A silly prank I pulled at the Defamatory Cinema: For a few days, we ran National Lampoon’s Christmas Vacation, which was framed, if memory serves, for a 1:1.85 crop. Parts were shot at 1:1.375, and parts were shot with the full Silent aperture. I noticed that the shot of Nicolette Scorsese emerging from the swimming pool just happened to be printed as MovieTone aperture. And right at the very bottom of the frame was some attractive anatomy that would otherwise be cropped out, even in VHS. I ran the film at 1:1.375, and when we got to the pool scene, I cranked the framing knob up to get the very bottom of the frame on screen. So, the five or ten people who ever attended those showings got to see some pleasant imagery they had never seen before and will never see again.

We also got Edward Scissorhands, definitely framed for a 1:1.85 crop, but an added height added a dreamlike mystique to the story and to the images. So I opened it up to 1:1.375, which resulted in curved edges, since so much of it had been shot with fish-eye lenses. It also resulted in a couple of awkward images, including one single shot that had been matted, I think in the lab. Overall, though, it was infinitely better at 1:1.375.


Incorrectly opened up to 1:1.375.

Correctly cropped to 1:1.85.
This is one of those times when I prefer it wrong.

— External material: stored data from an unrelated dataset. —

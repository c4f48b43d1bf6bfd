//! Paginated JSON content source over HTTP.
//!
//! Each page is `{ "results": [RawRecord], "has_more": bool, "next_cursor": string? }`.
//! Cursors are followed until `has_more` is false; a failure on any page
//! fails the whole fetch so the reconciler never sees a partial set.

use std::collections::HashSet;
use std::time::Duration;

use async_trait::async_trait;
use beacon_core::config::SyncConfig;
use beacon_core::errors::{BeaconResult, ConfigError, SourceError};
use beacon_core::models::RawRecord;
use beacon_core::traits::IContentSource;
use serde::Deserialize;
use tracing::debug;

/// One page of the source response.
#[derive(Debug, Deserialize)]
pub(crate) struct SourcePage {
    #[serde(default)]
    pub results: Vec<RawRecord>,
    #[serde(default)]
    pub has_more: bool,
    #[serde(default)]
    pub next_cursor: Option<String>,
}

impl SourcePage {
    /// The cursor of the following page, `None` when this is the last one.
    fn next(&self) -> Result<Option<String>, SourceError> {
        if !self.has_more {
            return Ok(None);
        }
        match self.next_cursor.as_deref().map(str::trim) {
            Some(cursor) if !cursor.is_empty() => Ok(Some(cursor.to_string())),
            _ => Err(SourceError::Malformed {
                reason: "has_more is true but next_cursor is missing".to_string(),
            }),
        }
    }
}

#[derive(Debug)]
pub struct HttpContentSource {
    client: reqwest::Client,
    url: String,
    bearer_token: Option<String>,
    page_size: usize,
}

impl HttpContentSource {
    pub fn new(
        url: impl Into<String>,
        bearer_token: Option<String>,
        page_size: usize,
        timeout: Duration,
    ) -> Result<Self, SourceError> {
        let client = reqwest::Client::builder()
            .timeout(timeout)
            .gzip(true)
            .build()
            .map_err(|e| SourceError::Unreachable {
                reason: format!("client setup failed: {e}"),
            })?;
        Ok(Self {
            client,
            url: url.into(),
            bearer_token,
            page_size: page_size.max(1),
        })
    }

    /// Build from `[sync]` config. The bearer token is read from the
    /// environment variable named by `api_key_env`, if set.
    pub fn from_config(config: &SyncConfig) -> BeaconResult<Self> {
        let url = config
            .source_url
            .clone()
            .ok_or_else(|| ConfigError::ValidationFailed {
                field: "sync.source_url".to_string(),
                message: "required for the HTTP content source".to_string(),
            })?;
        let token = std::env::var(&config.api_key_env).ok();
        Ok(Self::new(
            url,
            token,
            config.page_size,
            Duration::from_secs(config.timeout_secs),
        )?)
    }

    async fn fetch_page(&self, cursor: Option<&str>) -> Result<SourcePage, SourceError> {
        let mut req = self
            .client
            .get(&self.url)
            .query(&[("page_size", self.page_size.to_string())]);
        if let Some(cursor) = cursor {
            req = req.query(&[("cursor", cursor)]);
        }
        if let Some(ref token) = self.bearer_token {
            req = req.bearer_auth(token);
        }

        let resp = req.send().await.map_err(|e| SourceError::Unreachable {
            reason: e.to_string(),
        })?;
        let status = resp.status();
        if !status.is_success() {
            let body = resp.text().await.unwrap_or_default();
            return Err(SourceError::Rejected {
                status: status.as_u16(),
                body,
            });
        }
        let bytes = resp.bytes().await.map_err(|e| SourceError::Unreachable {
            reason: format!("reading response body: {e}"),
        })?;
        parse_page(&bytes)
    }
}

pub(crate) fn parse_page(bytes: &[u8]) -> Result<SourcePage, SourceError> {
    serde_json::from_slice(bytes).map_err(|e| SourceError::Malformed {
        reason: e.to_string(),
    })
}

#[async_trait]
impl IContentSource for HttpContentSource {
    async fn fetch_all(&self) -> Result<Vec<RawRecord>, SourceError> {
        let mut records = Vec::new();
        let mut cursor: Option<String> = None;
        let mut visited = HashSet::new();

        loop {
            let page = self.fetch_page(cursor.as_deref()).await?;
            debug!(
                url = %self.url,
                page_records = page.results.len(),
                has_more = page.has_more,
                "content page fetched"
            );
            let next = page.next()?;
            records.extend(page.results);

            match next {
                Some(next) => {
                    if !visited.insert(next.clone()) {
                        return Err(SourceError::Malformed {
                            reason: format!("cursor `{next}` repeated"),
                        });
                    }
                    cursor = Some(next);
                }
                None => break,
            }
        }

        Ok(records)
    }

    fn name(&self) -> &str {
        "http"
    }
}

#[cfg(test)]
mod tests {
    use super::*;

    #[test]
    fn last_page_has_no_next_cursor() {
        let page = parse_page(br#"{"results": [], "has_more": false}"#).unwrap();
        assert_eq!(page.next().unwrap(), None);
    }

    #[test]
    fn page_with_more_yields_cursor() {
        let page = parse_page(
            br#"{"results": [{"external_id": "a", "fields": {"Name": {"type": "text", "value": "A"}}}],
                 "has_more": true, "next_cursor": "c2"}"#,
        )
        .unwrap();
        assert_eq!(page.results.len(), 1);
        assert_eq!(page.results[0].external_id, "a");
        assert_eq!(page.next().unwrap(), Some("c2".to_string()));
    }

    #[test]
    fn has_more_without_cursor_is_malformed() {
        let page = parse_page(br#"{"results": [], "has_more": true}"#).unwrap();
        assert!(matches!(page.next(), Err(SourceError::Malformed { .. })));
    }

    #[test]
    fn non_json_body_is_malformed() {
        assert!(matches!(
            parse_page(b"<html>gateway timeout</html>"),
            Err(SourceError::Malformed { .. })
        ));
    }

    #[test]
    fn from_config_requires_url() {
        let err = HttpContentSource::from_config(&SyncConfig::default()).unwrap_err();
        assert!(err.to_string().contains("sync.source_url"));
    }

    #[tokio::test]
    async fn unreachable_host_fails_whole_fetch() {
        let source = HttpContentSource::new(
            "http://127.0.0.1:9/records",
            None,
            10,
            Duration::from_millis(500),
        )
        .unwrap();
        let err = source.fetch_all().await.unwrap_err();
        assert!(matches!(err, SourceError::Unreachable { .. }));
    }
}
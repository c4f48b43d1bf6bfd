//! Local hashing TF-IDF provider.
//!
//! Generates fixed-dimension vectors from term frequency scores hashed into
//! buckets. Needs no network, so it is the default and the fallback when the
//! API provider cannot be configured.

use std::collections::HashMap;

use async_trait::async_trait;
use beacon_core::errors::BeaconResult;
use beacon_core::traits::IEmbeddingProvider;

/// Deterministic TF-IDF embedding provider.
///
/// Not as semantically rich as a neural model, but identical text always
/// yields an identical vector and overlapping vocabulary yields high cosine
/// similarity.
pub struct TfIdfEmbeddingProvider {
    dimensions: usize,
}

impl TfIdfEmbeddingProvider {
    pub fn new(dimensions: usize) -> Self {
        Self {
            dimensions: dimensions.max(1),
        }
    }

    /// FNV-1a bucket for a term.
    fn hash_term(term: &str, dims: usize) -> usize {
        let mut h: u64 = 0xcbf29ce484222325;
        for b in term.as_bytes() {
            h ^= *b as u64;
            h = h.wrapping_mul(0x100000001b3);
        }
        (h as usize) % dims
    }

    /// Lowercase alphanumeric terms of two or more characters.
    fn tokenize(text: &str) -> Vec<String> {
        text.split(|c: char| !c.is_alphanumeric())
            .filter(|s| s.chars().count() >= 2)
            .map(|s| s.to_lowercase())
            .collect()
    }

    fn vectorize(&self, text: &str) -> Vec<f32> {
        let tokens = Self::tokenize(text);
        let mut vec = vec![0.0f32; self.dimensions];
        if tokens.is_empty() {
            return vec;
        }

        let mut tf: HashMap<&str, f32> = HashMap::new();
        for tok in &tokens {
            *tf.entry(tok.as_str()).or_default() += 1.0;
        }

        let total = tokens.len() as f32;
        for (term, count) in tf {
            // Longer terms carry more signal than short function words.
            let idf = 1.0 + (term.len() as f32).ln();
            vec[Self::hash_term(term, self.dimensions)] += (count / total) * idf;
        }

        let norm: f32 = vec.iter().map(|x| x * x).sum::<f32>().sqrt();
        if norm > f32::EPSILON {
            for v in &mut vec {
                *v /= norm;
            }
        }
        vec
    }
}

#[async_trait]
impl IEmbeddingProvider for TfIdfEmbeddingProvider {
    async fn embed(&self, text: &str) -> BeaconResult<Vec<f32>> {
        Ok(self.vectorize(text))
    }

    fn dimensions(&self) -> usize {
        self.dimensions
    }

    fn name(&self) -> &str {
        "tfidf"
    }

    fn is_available(&self) -> bool {
        true
    }
}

Ah yes. Another little prank I performed occasionally. Ernie at Donald Pancho’s once told me, chuckling, that he had received a print in which the shipping bands were spliced onto the film and punched with sprocket holes. I thought that was hilarious. So, at the Defamatory Cinema, I sometimes did that. I found where the last frameline would have been on the tail and spliced the shipping band to it. My personal 8-perf Ciro with adjustable pitch was the only splicer I ever used, and whenever it made a splice, it perforated not only the tape, but anything in its path. I often wondered what the next projectionist thought of that. Oh, these little jokes that the audiences could never possibly know about.

I should also mention that it was at the Defamatory Cinema that I made the two dumbest projection mistakes I ever made. The embarrassment is permanent. Since I was new to Peerless Magnarc, I over-oiled the carbon-feed motors, and, worse, I oiled a part of the lamp mechanism that should never be oiled. I could never find an instruction manual until after I made those stupid mistakes. Live and learn. That was Mistake Number One, but it was fixable. It was a painful, tedious, difficult lesson, but it was fixable, and we fixed it.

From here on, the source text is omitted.